La historia no se repite, aunque a veces lo parece. El futuro, sin embargo, “depende de nosotros mismos”, como ya explicó Karl Popper. Los últimos siglos están repletos de ejemplos de cómo la burguesía de turno reclama e impulsa grandes cambios –incluso revoluciones– y luego es devorada por los radicales que se apoderan y controlan la nueva situación. La Revolución Francesa y la Rusa son los ejemplos más paradigmáticos, pero hay muchos otros. La burguesía catalana, al menos una gran parte, ha sido la verdadera impulsora de las reivindicaciones nacionalistas en Cataluña. Lo hizo a principios del siglo XX hasta la Guerra Civil, incluida la mitificada declaración de independencia de Lluís Companys de 1934, y volvió a enarbolar la misma antorcha desde el minuto cero de la Transición, tras la llegada de Adolfo Suárez a la presidencia del Gobierno, en julio de 1976, aunque es cierto que en los estertores de la dictadura franquista ya tomó posiciones con adelantados como Jordi Pujol. La burguesía catalana, de forma mayoritaria y durante mucho tiempo, no fue independentista, pero sí radicalmente nacionalista y como tal planteó y obtuvo una gran parte de sus reivindicaciones, sobre todo económicas, a pesar de que Pujol, en su momento, por tacticismo político, rechazó el concierto económico –como el vasco– que le ofreció el Gobierno español.

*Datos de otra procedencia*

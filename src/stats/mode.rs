//! Request parameters and reporting mode selection.

use crate::errors::{AppError, AppResult};
use crate::types::Category;
use std::fmt;
use std::str::FromStr;

/// Identifier of the combined CMS x PHP cross-tabulation source
pub const COMBINED_SOURCE: &str = "cms_php";

/// Which data source a request asks for
#[derive(Debug, Clone, Copy, PartialEq, Eq, Default)]
pub enum ReportSource {
    /// Every category (empty source string)
    #[default]
    All,
    Single(Category),
    /// CMS version against PHP version
    CmsPhp,
}

impl FromStr for ReportSource {
    type Err = AppError;

    fn from_str(s: &str) -> Result<Self, Self::Err> {
        match s {
            "" => Ok(ReportSource::All),
            COMBINED_SOURCE => Ok(ReportSource::CmsPhp),
            other => other
                .parse::<Category>()
                .map(ReportSource::Single)
                .map_err(|_| AppError::InvalidRequest(format!("Unknown data source: {}", other))),
        }
    }
}

impl fmt::Display for ReportSource {
    fn fmt(&self, f: &mut fmt::Formatter<'_>) -> fmt::Result {
        match self {
            ReportSource::All => Ok(()),
            ReportSource::Single(category) => f.write_str(category.as_str()),
            ReportSource::CmsPhp => f.write_str(COMBINED_SOURCE),
        }
    }
}

/// The four ways a report can be produced
#[derive(Debug, Clone, Copy, PartialEq, Eq)]
pub enum ReportMode {
    /// Recently-updated rows; carries the requested category as a hint for the source
    RecentlyUpdated(Option<Category>),
    Combined,
    Single(Category),
    Full,
}

/// One report request as seen by the engine
#[derive(Debug, Clone, Copy, PartialEq, Eq, Default)]
pub struct ReportRequest {
    pub source: ReportSource,
    pub recent: bool,
    /// Set by an upstream credential check, never derived here
    pub authorized_raw: bool,
}

impl ReportRequest {
    /// Validate raw request parameters.
    ///
    /// An unrecognised `source` is rejected even when `recent` is set.
    pub fn from_params(source: &str, recent: bool, authorized_raw: bool) -> AppResult<Self> {
        Ok(Self {
            source: source.parse()?,
            recent,
            authorized_raw,
        })
    }

    pub fn mode(&self) -> ReportMode {
        if self.recent {
            let hint = match self.source {
                ReportSource::Single(category) => Some(category),
                ReportSource::All | ReportSource::CmsPhp => None,
            };
            return ReportMode::RecentlyUpdated(hint);
        }

        match self.source {
            ReportSource::CmsPhp => ReportMode::Combined,
            ReportSource::Single(category) => ReportMode::Single(category),
            ReportSource::All => ReportMode::Full,
        }
    }
}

El nacionalismo burgués catalán ha logrado durante casi cuarenta años beneficios y ventajas y también, hay que admitirlo, algún desplante, aprovechado con habilidad para utilizarlo como bandera victimista. En los últimos años, al menos una parte, ha contemplado con algo más que benevolencia la deriva independentista con la confianza de que, al final, se alcanzaría algún tipo de acuerdo y, de paso –el gran objetivo–, volvería a arrancar ventajas económicas, sobre todo. Lo que casi nadie calculó –o por lo menos no lo dijo, salvo las excepciones más conocidas de José Luis Bonet (Freixenet) y José Manuel Lara (Planeta)– era que el llamado procés acabaría dirigido por radicales de izquierda, extremistas y antisistema. Un empresario de los que han cambiado la sede de empresa, que se reconoce nacionalista y admite haber “tonteado” con el independentismo, explica que, por ejemplo, en el País Vasco, el PNV siempre tuvo relaciones con Batasuna y el mundo aberzale, pero a la hora de gobernar nunca contó con los radicales –salvo en alguna pequeña localidad– y buscó votos y aliados en las filas socialistas. “Aquí, sin embargo –comenta con amargura–, nos hemos echado en manos primero de la ERC más radical y luego de la CUP y empezamos a darnos cuenta de que una independencia a su medida sería una catástrofe y no sabemos si ya es muy tarde para enderezar el rumbo”.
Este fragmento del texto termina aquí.